Re: Planck's constant U+210E

From: Philippe Verdy (verdy_p@wanadoo.fr)
Date: Fri Apr 21 2006 - 16:56:52 CST

  • Next message: Philippe Verdy: "Re: Unicode fonts"

    From: "Richard Wordingham" <richard.wordingham@ntlworld.com>
    > Jukka K. Korpela wrote on Friday, April 21, 2006 at 7:02 PM
    >
    >> There's a potential future problem. Mathematicians keep inventing new
    >> symbols as they need them, using, say, Latin or Greek letters in some
    >> particular style (say, bold italic underlined and overlined - there are
    >> infinite possibilities).
    >
    > Do you mean seriffed, like <U+1D482, U+0331, U+0304>, or sans-serif, like
    > <U+1D656, U+0331, U+0304>? (I assume you didn't mean with connecting
    > underline and overline.)
    >
    > A few may be overlooked.
    >
    > But don't forget that the set of CJK ideographs isn't closed either. Very
    > little is actually closed. I think it would be prudent to reserve a
    > surrogate plane for fifty years if using sequences of three surrogates
    > (high-high-low and high-low-low) to extend UTF-16 is unacceptable. If
    > reserving it hurts, extension is obviously necessary. (Actually, only about
    > four thousand 'middle surrogate' points need be reserved if we use high-high
    > surrogate for middle surrogate-low surrogate for middle surrogate-low
    > surrogate for the points not needed during the lifetime of current UTC
    > members.)

    I already proposed to keep the few code points that are just between hangul syllables and existing surrogates, unassigned until further notice (U+D7B0..U+D7FF), to create new types of surrogates, should they ever become necessary in some long future. They could be used as high hyper-surrogates in conjonction with the existing surrogate types to map extra planes (but this would cause stability problems with existing or future normalization of codepoints allocated in supplementary planes, which could break those code points). This won't happen however if the codepoints taken in the supplementary planes to map the low hyper-surrogates are not assigned for something else, and they will behave correctly with existing UTF-16 implementations without generating conflicts).

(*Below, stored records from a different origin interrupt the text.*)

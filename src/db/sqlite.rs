// src/db/sqlite.rs

use log::info;
use rusqlite::types::{ToSql, ToSqlOutput, Value as SqlValue, ValueRef};
use rusqlite::{params_from_iter, Connection, OptionalExtension, Statement};

use crate::db::connection::Database;
use crate::db::store::{date_key, quote_ident, DateFilter, ExecOutcome, Store, WriteMode};
use crate::domain::{Table, Value, DATE_PARSED};
use crate::errors::{EtlError, Result};

impl ToSql for Value {
    fn to_sql(&self) -> rusqlite::Result<ToSqlOutput<'_>> {
        Ok(match self {
            Value::Null => ToSqlOutput::Owned(SqlValue::Null),
            Value::Bool(b) => ToSqlOutput::Owned(SqlValue::Integer(i64::from(*b))),
            Value::Int(i) => ToSqlOutput::Owned(SqlValue::Integer(*i)),
            Value::Float(f) => ToSqlOutput::Owned(SqlValue::Real(*f)),
            Value::Text(s) => ToSqlOutput::Borrowed(ValueRef::Text(s.as_bytes())),
            // Lists live in TEXT columns as JSON arrays.
            Value::List(items) => {
                let json = serde_json::to_string(items)
                    .map_err(|e| rusqlite::Error::ToSqlConversionFailure(Box::new(e)))?;
                ToSqlOutput::Owned(SqlValue::Text(json))
            }
        })
    }
}

fn from_sql(value: ValueRef<'_>) -> Value {
    match value {
        ValueRef::Null => Value::Null,
        ValueRef::Integer(i) => Value::Int(i),
        ValueRef::Real(f) => Value::Float(f),
        ValueRef::Text(bytes) | ValueRef::Blob(bytes) => {
            let text = String::from_utf8_lossy(bytes);
            if text.starts_with('[') {
                if let Ok(items) = serde_json::from_str::<Vec<String>>(&text) {
                    return Value::List(items);
                }
            }
            Value::Text(text.into_owned())
        }
    }
}

fn collect_rows(stmt: &mut Statement<'_>, params: &[Value]) -> Result<Table> {
    let columns: Vec<String> = stmt.column_names().iter().map(|c| c.to_string()).collect();
    let width = columns.len();
    let mut table = Table::new(columns);

    let mut rows = stmt.query(params_from_iter(params.iter()))?;
    while let Some(row) = rows.next()? {
        let mut cells = Vec::with_capacity(width);
        for idx in 0..width {
            cells.push(from_sql(row.get_ref(idx)?));
        }
        table.push_row(cells);
    }
    Ok(table)
}

fn exists(conn: &Connection, table: &str) -> Result<bool> {
    let found = conn
        .query_row(
            "SELECT 1 FROM sqlite_master WHERE type = 'table' AND name = ?1",
            [table],
            |_| Ok(()),
        )
        .optional()?;
    Ok(found.is_some())
}

/// Declared type from the first non-null cell of each column. A column
/// with no values gets no declared type so SQLite stores later values as
/// they come.
fn column_type(rows: &Table, idx: usize) -> &'static str {
    let first = rows.rows().iter().map(|r| &r[idx]).find(|v| !v.is_null());
    match first {
        Some(Value::Bool(_)) | Some(Value::Int(_)) => " INTEGER",
        Some(Value::Float(_)) => " REAL",
        Some(Value::Text(_)) | Some(Value::List(_)) => " TEXT",
        Some(Value::Null) | None => "",
    }
}

fn create_sql(table: &str, rows: &Table) -> String {
    let columns: Vec<String> = rows
        .columns()
        .iter()
        .enumerate()
        .map(|(idx, name)| format!("{}{}", quote_ident(name), column_type(rows, idx)))
        .collect();
    format!("CREATE TABLE {} ({})", quote_ident(table), columns.join(", "))
}

fn insert_sql(table: &str, columns: &[String]) -> String {
    let names: Vec<String> = columns.iter().map(|c| quote_ident(c)).collect();
    let slots: Vec<String> = (1..=columns.len()).map(|i| format!("?{i}")).collect();
    format!(
        "INSERT INTO {} ({}) VALUES ({})",
        quote_ident(table),
        names.join(", "),
        slots.join(", ")
    )
}

impl Store for Database {
    fn table_exists(&self, table: &str) -> Result<bool> {
        self.with_conn(|conn| exists(conn, table))
    }

    fn read(&self, table: &str, filter: DateFilter) -> Result<Table> {
        if !self.table_exists(table)? {
            return Ok(Table::default());
        }

        let t = quote_ident(table);
        let d = quote_ident(DATE_PARSED);
        let (sql, params) = match filter {
            DateFilter::All => (format!("SELECT * FROM {t}"), vec![]),
            DateFilter::On(date) => (
                format!("SELECT * FROM {t} WHERE {d} = ?1"),
                vec![Value::Text(date_key(date))],
            ),
            DateFilter::Latest => (
                format!("SELECT * FROM {t} WHERE {d} = (SELECT MAX({d}) FROM {t})"),
                vec![],
            ),
        };

        let result = self.with_conn(|conn| {
            let mut stmt = conn.prepare(&sql)?;
            collect_rows(&mut stmt, &params)
        })?;
        info!(
            "Table {table} has been read from the {} database ({} rows)",
            self.label(),
            result.len()
        );
        Ok(result)
    }

    fn write(&self, table: &str, rows: &Table, mode: WriteMode) -> Result<usize> {
        if rows.columns().is_empty() {
            return Err(EtlError::storage(format!(
                "Refusing to write table {table} without columns"
            )));
        }

        let written = self.with_conn(|conn| -> Result<usize> {
            let tx = conn.transaction()?;
            let present = exists(&tx, table)?;

            match (mode, present) {
                (WriteMode::Fail, true) => {
                    return Err(EtlError::storage(format!(
                        "Table {table} already exists in the {} database",
                        self.label()
                    )));
                }
                (WriteMode::Replace, true) => {
                    tx.execute(&format!("DROP TABLE {}", quote_ident(table)), [])?;
                    tx.execute(&create_sql(table, rows), [])?;
                }
                (_, false) => {
                    tx.execute(&create_sql(table, rows), [])?;
                }
                (WriteMode::Append, true) => {}
            }

            {
                let mut stmt = tx.prepare(&insert_sql(table, rows.columns()))?;
                for row in rows.rows() {
                    stmt.execute(params_from_iter(row.iter()))?;
                }
            }
            tx.commit()?;
            Ok(rows.len())
        })?;

        info!(
            "Table {table} has been {} the {} database ({written} rows)",
            if mode == WriteMode::Append {
                "appended to"
            } else {
                "saved to"
            },
            self.label()
        );
        Ok(written)
    }

    fn execute(&self, statement: &str, params: &[Value]) -> Result<ExecOutcome> {
        self.with_conn(|conn| {
            let mut stmt = conn.prepare(statement)?;
            if stmt.column_count() == 0 {
                let affected = stmt.execute(params_from_iter(params.iter()))?;
                Ok(ExecOutcome::Affected(affected))
            } else {
                Ok(ExecOutcome::Rows(collect_rows(&mut stmt, params)?))
            }
        })
    }
}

    For example, suppose that U+D7C0..U+D7FF are those high "hyper-surrogates". They create an extension for 32 "hyper-planes". The size of hyperplanes should be at least a few tens of planes, so we would need to map hyperplanes using a middle hyper-surrogate and a low hyper-surrogate. There should be at least 8192 middle hyper-surrogates and 8192 low hyper-surrogates. Both would be easily allocated within special plane 14.

    So we would have such encoding like :
    * D7C0..D7FF : high hyper-surrogates (32 distinct values)
    * E8400..EA3FF: middle hyper-surrogates (8192 distinct values), mapped in UTF-16 as:
       · DBA0..DBA7: standard high 16-bit surrogates (8 values)
       · DC00..DCFF: standard low 16-bit surrogates (1024 values)
    * EA400..EC3FF: low hyper-surrogates(8192 distinct values), mapped in UTF-16 as:
       · DBA8..DBAF: standard high 16-bit surrogates (8 values)
       · DC00..DCFF: standard low 16-bit surrogates (1024 values)
    This would give 0x80000000 additional codepoints (more than 2 billions!), or 32768 more planes. But this would be at the price of length in UTF-16 (because it would require five 16-bit surrogates).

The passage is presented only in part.